> **Exercise description**: What is needed is an exact copy of the lines from the one containing "Re-export from SPI" through the last line of the entries below, both included.

[Saved data entries]
^^^^

//! Decomposition Consumer API
//!
//! Consumer configurations and builder APIs for decomposition analyses.
//!
//! This crate provides:
//! - Configuration types for analysis runs
//! - Seasonal period presets
//! - Re-exports from SPI and core for convenience

pub mod config;
pub mod period;

pub use config::{AnalysisConfig, AnalysisConfigBuilder};
pub use period::SeasonalPeriod;

// Re-export from core
pub use decomposition_core::{
    analysis, autocorrelation, decomposition, narrative, stats, AdditiveDecomposer, Analyzer,
    TemplateNarrator,
};

// Re-export from SPI
pub use decomposition_spi::{
    AcfEntry, Analysis, AnalysisSummary, DecompositionError, DecompositionResult, Decomposer,
    LinearFit, NarrativeContext, Narrator, Observation, Result, TrendDirection,
};

/// Prelude module for convenient imports
pub mod prelude {
    pub use crate::{AnalysisConfig, AnalysisConfigBuilder, SeasonalPeriod};
    pub use decomposition_core::{
        calculate_acf, decompose, linear_regression, narrate_or_fallback, AdditiveDecomposer,
        Analyzer, TemplateNarrator,
    };
    pub use decomposition_spi::{
        AcfEntry, Analysis, AnalysisSummary, DecompositionError, DecompositionResult, Decomposer,
        LinearFit, NarrativeContext, Narrator, Observation, Result, TrendDirection,
    };
}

^^^^

> **Expected answer**:
// Re-export from SPI
pub use decomposition_spi::{
    AcfEntry, Analysis, AnalysisSummary, DecompositionError, DecompositionResult, Decomposer,
    LinearFit, NarrativeContext, Narrator, Observation, Result, TrendDirection,
};

/// Prelude module for convenient imports
pub mod prelude {
    pub use crate::{AnalysisConfig, AnalysisConfigBuilder, SeasonalPeriod};
    pub use decomposition_core::{
        calculate_acf, decompose, linear_regression, narrate_or_fallback, AdditiveDecomposer,
        Analyzer, TemplateNarrator,
    };
    pub use decomposition_spi::{
        AcfEntry, Analysis, AnalysisSummary, DecompositionError, DecompositionResult, Decomposer,
        LinearFit, NarrativeContext, Narrator, Observation, Result, TrendDirection,
    };
}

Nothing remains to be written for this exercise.